En 1975, l’Argentine s'enfonce dans la spirale de la violence, marquée par l'action des guérillas (Montoneros et ERP), de l'extrême-droite (CNU) et du terrorisme d'État, qui pré-existe au putsch de mars 1976 avec l'action de l'escadron de la mort de la Triple A, pilotée par le ministre José López Rega, ainsi que par celle des services de police et de l'armée[13]. Dès février 1975, le gouvernement d'Isabel Perón ordonne ainsi l'Opération Indépendance (es) contre l'ERP dans la province de Tucuman (qui s'inspire de la bataille d'Alger) et signe en juillet les « décrets d'annihilation de la subversion » qui étendent l'état d'urgence à tout le pays: la « guerre sale » a déjà commencé, avec les premières disparitions forcées (900 desaparecidos avant mars 1976). Les méthodes d'extermination furent toutefois systématisées après le coup d'État. À cette date, les guérillas sont déjà pratiquement démantelées: le dernier assaut de l'ERP fut le 23 décembre 1975, et ses cadres dirigeants furent envoyés en exil trois mois après le coup d'État, bientôt suivis des cadres Montoneros.

Une semaine avant le coup d'État, l'ambassadeur des États-Unis, Robert Hill, informe William D. Rogers, sous-secrétaire d'État chargé de l'Amérique latine, que l'amiral Emilio Massera lui a demandé d'être mis en contact avec des firmes américaines de relations publiques afin de soigner l'image du futur régime militaire[: le président Gerald Ford et Henry Kissinger sont donc au courant des préparatifs du coup d'État, et ce dès le 16 février 1976.

Cependant, étant donné en particulier la mauvaise image de la dictature de Pinochet, ils préfèrent soutenir prudemment l'armée argentine, tandis que celle-ci décide dès le début de réprimer la population de façon secrète et en-dehors du cadre juridique, afin de ne pas alarmer l'opinion publique.
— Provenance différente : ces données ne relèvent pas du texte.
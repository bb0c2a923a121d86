//! # Observability
//!
//! Tracing and Prometheus metrics for the concentrator pipeline.
//!
//! ## Features
//!
//! - Tracing initialization (JSON / Pretty / Compact)
//! - Prometheus metrics export
//! - Publication metrics recording and in-memory aggregation
//!
//! ## Usage
//!
//! ```ignore
//! observability::init()?;
//!
//! while let Some(frame) = rx.recv().await {
//!     observability::record_publication_metrics(&frame);
//! }
//! ```

pub mod metrics;

use anyhow::{Context, Result};
use metrics_exporter_prometheus::PrometheusBuilder;
use tracing_subscriber::{fmt, layer::SubscriberExt, util::SubscriberInitExt, EnvFilter, Layer};

pub use crate::metrics::{
    record_batch_received, record_frame_dispatched, record_publication_metrics,
    record_sink_queue_depth, MetricsSummary, PublicationMetricsAggregator, RunningStats,
    StatsSummary,
};

/// Initialize tracing (JSON, `RUST_LOG` aware) and a Prometheus endpoint on port 9000.
pub fn init() -> Result<()> {
    init_with_config(ObservabilityConfig::default())
}

#[derive(Debug, Clone)]
pub struct ObservabilityConfig {
    pub log_format: LogFormat,
    /// Prometheus port (None = disabled)
    pub metrics_port: Option<u16>,
    /// Filter used when `RUST_LOG` is unset or ignored
    pub default_log_level: String,
    /// Let `RUST_LOG` override `default_log_level`
    pub respect_env: bool,
}

impl Default for ObservabilityConfig {
    fn default() -> Self {
        Self {
            log_format: LogFormat::Json,
            metrics_port: Some(9000),
            default_log_level: "info".to_string(),
            respect_env: true,
        }
    }
}

#[derive(Debug, Clone, Copy, Default, PartialEq, Eq)]
pub enum LogFormat {
    /// JSON structured logs
    #[default]
    Json,
    /// Multi-line human readable
    Pretty,
    /// Single line
    Compact,
}

impl ObservabilityConfig {
    fn env_filter(&self) -> EnvFilter {
        if self.respect_env {
            EnvFilter::try_from_default_env()
                .unwrap_or_else(|_| EnvFilter::new(&self.default_log_level))
        } else {
            EnvFilter::new(&self.default_log_level)
        }
    }
}

/// Initialize with a custom configuration.
///
/// Fails if a global subscriber or metrics recorder is already installed.
pub fn init_with_config(config: ObservabilityConfig) -> Result<()> {
    let fmt_layer = match config.log_format {
        LogFormat::Json => fmt::layer()
            .json()
            .with_target(true)
            .with_thread_ids(true)
            .with_thread_names(true)
            .with_file(true)
            .with_line_number(true)
            .boxed(),
        LogFormat::Pretty => fmt::layer().pretty().boxed(),
        LogFormat::Compact => fmt::layer().compact().boxed(),
    };

    tracing_subscriber::registry()
        .with(config.env_filter())
        .with(fmt_layer)
        .try_init()
        .context("Failed to initialize tracing subscriber")?;

    if let Some(port) = config.metrics_port {
        init_metrics_only(port)?;
    }

    tracing::info!(
        log_format = ?config.log_format,
        metrics_port = ?config.metrics_port,
        "Observability initialized"
    );

    Ok(())
}

/// Install only the Prometheus recorder and its HTTP listener.
pub fn init_metrics_only(port: u16) -> Result<()> {
    PrometheusBuilder::new()
        .with_http_listener(([0, 0, 0, 0], port))
        .install()
        .context("Failed to install Prometheus recorder")?;

    tracing::info!(port = port, "Prometheus metrics endpoint initialized");
    Ok(())
}
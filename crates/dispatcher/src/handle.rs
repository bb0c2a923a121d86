//! SinkHandle - one sink behind its own queue and worker task

use std::sync::Arc;
use tokio::sync::mpsc;
use tokio::task::JoinHandle;
use tracing::{debug, error, instrument, warn};

use contracts::{DataSink, PublishedFrame};

use crate::error::DispatcherError;
use crate::metrics::SinkMetrics;

/// Handle to a running sink worker
pub struct SinkHandle {
    name: String,
    tx: mpsc::Sender<Arc<PublishedFrame>>,
    metrics: Arc<SinkMetrics>,
    worker_handle: JoinHandle<()>,
}

impl SinkHandle {
    /// Spawn the worker task for `sink` with a bounded queue
    pub fn spawn<S: DataSink + Send + 'static>(sink: S, queue_capacity: usize) -> Self {
        let name = sink.name().to_string();
        let (tx, rx) = mpsc::channel(queue_capacity.max(1));
        let metrics = Arc::new(SinkMetrics::new());

        let worker_metrics = Arc::clone(&metrics);
        let worker_name = name.clone();

        let worker_handle = tokio::spawn(async move {
            sink_worker(sink, rx, worker_metrics, worker_name).await;
        });

        Self {
            name,
            tx,
            metrics,
            worker_handle,
        }
    }

    pub fn name(&self) -> &str {
        &self.name
    }

    pub fn metrics(&self) -> &Arc<SinkMetrics> {
        &self.metrics
    }

    /// Queue a frame without waiting.
    ///
    /// A full queue drops the frame and counts it.
    pub fn try_send(&self, frame: Arc<PublishedFrame>) -> Result<(), DispatcherError> {
        match self.tx.try_send(frame) {
            Ok(()) => {
                self.metrics
                    .set_queue_len(self.tx.max_capacity() - self.tx.capacity());
                Ok(())
            }
            Err(mpsc::error::TrySendError::Full(f)) => {
                self.metrics.inc_dropped_count();
                warn!(
                    sink = %self.name,
                    sequence = f.sequence,
                    "Queue full, frame dropped"
                );
                Err(DispatcherError::QueueFull {
                    sink_name: self.name.clone(),
                    sequence: f.sequence,
                })
            }
            Err(mpsc::error::TrySendError::Closed(_)) => {
                error!(sink = %self.name, "Sink worker closed unexpectedly");
                Err(DispatcherError::SinkClosed {
                    sink_name: self.name.clone(),
                })
            }
        }
    }

    /// Close the queue, let the worker drain it, then flush and close the sink
    #[instrument(name = "sink_handle_shutdown", skip(self), fields(sink = %self.name))]
    pub async fn shutdown(self) {
        drop(self.tx);
        if let Err(e) = self.worker_handle.await {
            error!(sink = %self.name, error = ?e, "Worker task panicked");
        }
        debug!(sink = %self.name, "SinkHandle shutdown complete");
    }
}

#[instrument(
    name = "sink_worker_loop",
    skip(sink, rx, metrics),
    fields(sink = %name)
)]
async fn sink_worker<S: DataSink>(
    mut sink: S,
    mut rx: mpsc::Receiver<Arc<PublishedFrame>>,
    metrics: Arc<SinkMetrics>,
    name: String,
) {
    debug!(sink = %name, "Sink worker started");

    while let Some(frame) = rx.recv().await {
        metrics.set_queue_len(rx.len());

        match sink.write(&frame).await {
            Ok(()) => metrics.record_write(frame.sequence, frame.measurements.len()),
            Err(e) => {
                metrics.inc_failure_count();
                error!(
                    sink = %name,
                    sequence = frame.sequence,
                    error = %e,
                    "Write failed"
                );
            }
        }
    }

    if let Err(e) = sink.flush().await {
        error!(sink = %name, error = %e, "Flush failed on shutdown");
    }
    if let Err(e) = sink.close().await {
        error!(sink = %name, error = %e, "Close failed on shutdown");
    }

    debug!(sink = %name, "Sink worker stopped");
}
//! Command implementations.

mod info;
mod run;
mod validate;

pub use info::run_info;
pub use run::run_pipeline;
pub use validate::run_validate;

use std::path::Path;

use contracts::ServiceConfig;

use crate::error::{CliError, Result};

/// Load and validate a configuration file, failing early when it is missing.
pub(crate) fn load_config(path: &Path) -> Result<ServiceConfig> {
    if !path.exists() {
        return Err(CliError::config_not_found(path.display().to_string()));
    }
    Ok(config_loader::ConfigLoader::load_from_path(path)?)
}


#[cfg(test)]
mod tests {
    use super::test_support::*;
    use super::*;

    #[test]
    fn test_load_config_missing_file() {
        let err = load_config(Path::new("/nonexistent/concentrator.toml")).unwrap_err();
        assert!(matches!(err, CliError::ConfigNotFound { .. }));
    }

    #[test]
    fn test_load_config() {
        let file = write_config(SAMPLE_TOML);
        let config = load_config(file.path()).unwrap();
        assert_eq!(config.total_signals(), 6);
    }
}
//! Service configuration: concentrator settings plus surrounding pipeline.

use serde::{Deserialize, Serialize};
use std::collections::HashMap;

use crate::ConcentratorConfig;

/// Configuration version
#[derive(Debug, Clone, Copy, Default, PartialEq, Eq, Serialize, Deserialize)]
#[serde(rename_all = "lowercase")]
pub enum ConfigVersion {
    #[default]
    V1,
}

/// Complete service configuration file
#[derive(Debug, Clone, Serialize, Deserialize)]
pub struct ServiceConfig {
    /// Configuration version
    #[serde(default)]
    pub version: ConfigVersion,

    /// Concentrator settings
    pub concentrator: ConcentratorConfig,

    /// Measurement sources feeding the concentrator
    #[serde(default)]
    pub sources: Vec<SourceConfig>,

    /// Output routing
    #[serde(default)]
    pub sinks: Vec<SinkConfig>,
}

impl ServiceConfig {
    /// Total signals across all sources.
    pub fn total_signals(&self) -> u32 {
        self.sources.iter().map(|s| s.signal_count).sum()
    }
}

/// Simulated measurement source
#[derive(Debug, Clone, Serialize, Deserialize)]
pub struct SourceConfig {
    /// Source name, used as the key source acronym
    pub name: String,

    /// Number of signals the source reports each sample
    #[serde(default = "default_signal_count")]
    pub signal_count: u32,

    /// Samples per second
    pub rate_hz: f64,

    /// Maximum random delivery delay in milliseconds
    #[serde(default)]
    pub jitter_ms: f64,

    /// Probability a sample is delivered after the lag window
    #[serde(default)]
    pub late_probability: f64,

    /// Probability a sample is flagged with a bad timestamp
    #[serde(default)]
    pub bad_time_probability: f64,

    /// Constant clock offset of the device in milliseconds
    #[serde(default)]
    pub clock_offset_ms: f64,
}

fn default_signal_count() -> u32 {
    1
}

/// Sink output configuration
#[derive(Debug, Clone, Serialize, Deserialize)]
pub struct SinkConfig {
    /// Sink name
    pub name: String,

    /// Sink type
    pub sink_type: SinkType,

    /// Queue capacity
    #[serde(default = "default_queue_capacity")]
    pub queue_capacity: usize,

    /// Type specific parameters
    #[serde(default)]
    pub params: HashMap<String, String>,
}

fn default_queue_capacity() -> usize {
    100
}

/// Sink type
#[derive(Debug, Clone, Copy, PartialEq, Eq, Serialize, Deserialize)]
#[serde(rename_all = "snake_case")]
pub enum SinkType {
    /// Log summary line per frame
    Log,
    /// JSON-lines file
    File,
}

#[cfg(test)]
mod tests {
    use super::*;

    #[test]
    fn test_source_defaults() {
        let json = r#"{ "name": "PMU1", "rate_hz": 30.0 }"#;
        let source: SourceConfig = serde_json::from_str(json).unwrap();
        assert_eq!(source.signal_count, 1);
        assert_eq!(source.jitter_ms, 0.0);
    }

    #[test]
    fn test_total_signals() {
        let config = ServiceConfig {
            version: ConfigVersion::V1,
            concentrator: ConcentratorConfig::new(30, 2.0, 1.0),
            sources: vec![
                SourceConfig {
                    name: "A".into(),
                    signal_count: 4,
                    rate_hz: 30.0,
                    jitter_ms: 0.0,
                    late_probability: 0.0,
                    bad_time_probability: 0.0,
                    clock_offset_ms: 0.0,
                },
                SourceConfig {
                    name: "B".into(),
                    signal_count: 6,
                    rate_hz: 30.0,
                    jitter_ms: 5.0,
                    late_probability: 0.0,
                    bad_time_probability: 0.0,
                    clock_offset_ms: 0.0,
                },
            ],
            sinks: vec![],
        };
        assert_eq!(config.total_signals(), 10);
    }
}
Deux jours après le coup d'État, Kissinger déclare vouloir aider les militaires. Le 27 mars 1976, le FMI accorde un prêt de 127 millions de dollars à la junte.

Le 30 mars 1976, l'ambassadeur Hill, dépeignant Videla (nommé commandant en chef de l'armée par Isabel Perón et leader du putsch) comme un « modéré », déclare (confidentiellement) à la Maison Blanche : « ceci est probablement le coup d'État le mieux exécuté et le plus civilisé de tous les coups d'États de l'histoire argentine »[13]. Il ajoute que les États-Unis doivent se montrer favorable à toute demande d'assistance[13]. Début avril 1976, le Congrès accepte la demande de Gerald Ford, rédigée par Kissinger, de fournir 50 millions de dollars en aide militaire aux généraux.

Le 22 juin 1976, le HCR lance un appel demandant que des visas soient accordés pour permettre aux cibles de la dictature de quitter l'Argentine, la junte s'opposant à leur exil.